To see the paintings in Geoffrey Laurence’s Holocaust Series, is to respond with a gut-wrenching recognition of their “genuineness” – their capacity as art to tell the truth with consummate aesthetic and emotional restraint. Laurence's astonishing technical bravura does not overwhelm or “aestheticize” the profound impact of the work. They are in equal measure both dazzling and devastating.

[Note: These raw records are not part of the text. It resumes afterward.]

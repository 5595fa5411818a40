//! Repository traits describing persistence adapters.

use async_trait::async_trait;
use thiserror::Error;
use uuid::Uuid;

use crate::domain::entities::{CommentRecord, GroupRecord, PostRecord, UserRecord};

#[derive(Debug, Error)]
pub enum RepoError {
    #[error("persistence error: {0}")]
    Persistence(String),
    #[error("duplicate record violates unique constraint `{constraint}`")]
    Duplicate { constraint: String },
    #[error("resource not found")]
    NotFound,
    #[error("invalid input: {message}")]
    InvalidInput { message: String },
    #[error("integrity error: {message}")]
    Integrity { message: String },
    #[error("database timeout")]
    Timeout,
}

impl RepoError {
    pub fn from_persistence(err: impl std::fmt::Display) -> Self {
        Self::Persistence(err.to_string())
    }
}

/// Which posts a listing query selects. Every listing is ordered by
/// `pub_date` descending with `id` descending as the tie-break.
#[derive(Debug, Clone)]
pub enum PostFilter {
    All,
    Group(Uuid),
    Author(Uuid),
    /// Posts authored by any of the given users. An empty set selects nothing.
    AuthorAmong(Vec<Uuid>),
}

#[derive(Debug, Clone)]
pub struct NewPostParams {
    pub text: String,
    pub author_id: Uuid,
    pub group_id: Option<Uuid>,
    pub image_path: Option<String>,
}

#[derive(Debug, Clone)]
pub struct UpdatePostParams {
    pub id: Uuid,
    pub text: String,
    pub group_id: Option<Uuid>,
    /// `None` keeps the stored image; `Some` replaces it.
    pub image_path: Option<String>,
}

#[derive(Debug, Clone)]
pub struct NewCommentParams {
    pub post_id: Uuid,
    pub author_id: Uuid,
    pub text: String,
}

#[async_trait]
pub trait UsersRepo: Send + Sync {
    async fn find_by_id(&self, id: Uuid) -> Result<Option<UserRecord>, RepoError>;
    async fn find_by_username(&self, username: &str) -> Result<Option<UserRecord>, RepoError>;
}

#[async_trait]
pub trait GroupsRepo: Send + Sync {
    async fn find_by_id(&self, id: Uuid) -> Result<Option<GroupRecord>, RepoError>;
    async fn find_by_slug(&self, slug: &str) -> Result<Option<GroupRecord>, RepoError>;
    /// All groups ordered by title, for the post form's group selector.
    async fn list_all(&self) -> Result<Vec<GroupRecord>, RepoError>;
}

#[async_trait]
pub trait PostsRepo: Send + Sync {
    async fn list_page(
        &self,
        filter: &PostFilter,
        limit: u32,
        offset: u64,
    ) -> Result<Vec<PostRecord>, RepoError>;

    async fn count(&self, filter: &PostFilter) -> Result<u64, RepoError>;

    async fn find_by_id(&self, id: Uuid) -> Result<Option<PostRecord>, RepoError>;
}

#[async_trait]
pub trait PostsWriteRepo: Send + Sync {
    async fn create_post(&self, params: NewPostParams) -> Result<PostRecord, RepoError>;

    /// Overwrites the stored row in place; the row count never changes.
    async fn update_post(&self, params: UpdatePostParams) -> Result<PostRecord, RepoError>;

    /// Deleting a post removes its comments as well.
    async fn delete_post(&self, id: Uuid) -> Result<(), RepoError>;
}

#[async_trait]
pub trait CommentsRepo: Send + Sync {
    async fn list_for_post(&self, post_id: Uuid) -> Result<Vec<CommentRecord>, RepoError>;
    async fn create_comment(&self, params: NewCommentParams) -> Result<CommentRecord, RepoError>;
}

#[async_trait]
pub trait FollowsRepo: Send + Sync {
    /// Insert the edge if absent. Returns `true` when a new edge was created.
    async fn follow(&self, follower_id: Uuid, following_id: Uuid) -> Result<bool, RepoError>;

    /// Delete the edge if present. Returns `true` when an edge was removed.
    async fn unfollow(&self, follower_id: Uuid, following_id: Uuid) -> Result<bool, RepoError>;

    async fn is_following(&self, follower_id: Uuid, following_id: Uuid)
    -> Result<bool, RepoError>;

    /// Users the given follower is subscribed to.
    async fn following_ids(&self, follower_id: Uuid) -> Result<Vec<Uuid>, RepoError>;
}
//! Postgres-backed repository implementations.

mod comments;
mod follows;
mod groups;
mod posts;
mod users;
mod util;

pub use util::map_sqlx_error;

use std::sync::Arc;

use sqlx::{
    postgres::{PgPool, PgPoolOptions},
    query,
};

#[derive(Clone)]
pub struct PostgresRepositories {
    pool: Arc<PgPool>,
}

impl PostgresRepositories {
    pub fn new(pool: PgPool) -> Self {
        Self {
            pool: Arc::new(pool),
        }
    }

    pub fn pool(&self) -> &PgPool {
        &self.pool
    }

    pub async fn connect(url: &str, max_connections: u32) -> Result<PgPool, sqlx::Error> {
        PgPoolOptions::new()
            .max_connections(max_connections)
            .connect(url)
            .await
    }

    pub async fn run_migrations(pool: &PgPool) -> Result<(), sqlx::Error> {
        sqlx::migrate!("./migrations")
            .run(pool)
            .await
            .map_err(Into::into)
    }

    pub async fn health_check(&self) -> Result<(), sqlx::Error> {
        query("SELECT 1").execute(self.pool()).await.map(|_| ())
    }
}
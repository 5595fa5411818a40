pub mod drafts;
pub mod entities;
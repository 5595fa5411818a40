use thiserror::Error;

/// Failures raised while wiring up or running the infrastructure layer:
/// filesystem access, the database pool, telemetry, and settings.
#[derive(Debug, Error)]
pub enum InfraError {
    #[error("filesystem failure: {0}")]
    Io(#[from] std::io::Error),
    #[error("database failure: {message}")]
    Database { message: String },
    #[error("could not install telemetry: {0}")]
    Telemetry(String),
    #[error("bad configuration: {message}")]
    Configuration { message: String },
}

impl InfraError {
    pub fn database(message: impl Into<String>) -> Self {
        Self::Database {
            message: message.into(),
        }
    }

    pub fn configuration(message: impl Into<String>) -> Self {
        Self::Configuration {
            message: message.into(),
        }
    }

    pub fn telemetry(message: impl Into<String>) -> Self {
        Self::Telemetry(message.into())
    }
}
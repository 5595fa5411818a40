use sqlx::error::ErrorKind;

use crate::application::repos::RepoError;

/// Collapse sqlx failures into the repository error taxonomy. Constraint
/// violations are classified by the driver-reported kind rather than by
/// sniffing message text.
pub fn map_sqlx_error(err: sqlx::Error) -> RepoError {
    match err {
        sqlx::Error::RowNotFound => RepoError::NotFound,
        sqlx::Error::PoolTimedOut => RepoError::Timeout,
        sqlx::Error::Database(db) => match db.kind() {
            ErrorKind::UniqueViolation => RepoError::Duplicate {
                constraint: db.constraint().unwrap_or("unknown").to_string(),
            },
            ErrorKind::ForeignKeyViolation | ErrorKind::NotNullViolation => {
                RepoError::InvalidInput {
                    message: db.message().to_string(),
                }
            }
            ErrorKind::CheckViolation => RepoError::Integrity {
                message: db.message().to_string(),
            },
            // Statement timeouts surface as a cancellation notice, not a
            // dedicated error kind.
            _ if db.message().contains("canceling statement") => RepoError::Timeout,
            _ => RepoError::Persistence(db.message().to_string()),
        },
        other => RepoError::from_persistence(other),
    }
}

#[cfg(test)]
mod tests {
    use super::*;

    #[test]
    fn missing_rows_map_to_not_found() {
        assert!(matches!(
            map_sqlx_error(sqlx::Error::RowNotFound),
            RepoError::NotFound
        ));
    }

    #[test]
    fn pool_exhaustion_maps_to_timeout() {
        assert!(matches!(
            map_sqlx_error(sqlx::Error::PoolTimedOut),
            RepoError::Timeout
        ));
    }

    #[test]
    fn other_errors_fall_back_to_persistence() {
        let err = map_sqlx_error(sqlx::Error::WorkerCrashed);
        assert!(matches!(err, RepoError::Persistence(_)));
    }
}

During the 1960's, the slogan, “Never Again!” emerged in the Jewish community as a rallying cry of defiance and grief. Unfortunately, there have been too many “Agains” in the 20th and 21st centuries – Stalin’s forced starvation of over 10,000,000 Ukrainians, the 50,000,000 – 70,000,000 Chinese murdered by Mao Zedong, the Cambodian genocide, the Rwandan genocide, and the Sudanese genocide and the current catastrophe unfolding in Syria. Where are the artists and other culture workers who will bear witness to those ruptures in history? Who will be their Geoffrey Laurence?
Simon Zalkind, Curator
This exhibit was co-sponsored by the Mizel Museum in Denver. The exhibit featured select artwork courtesy of the Tia Collection and the Museum of Biblical Art, Dallas, Texas.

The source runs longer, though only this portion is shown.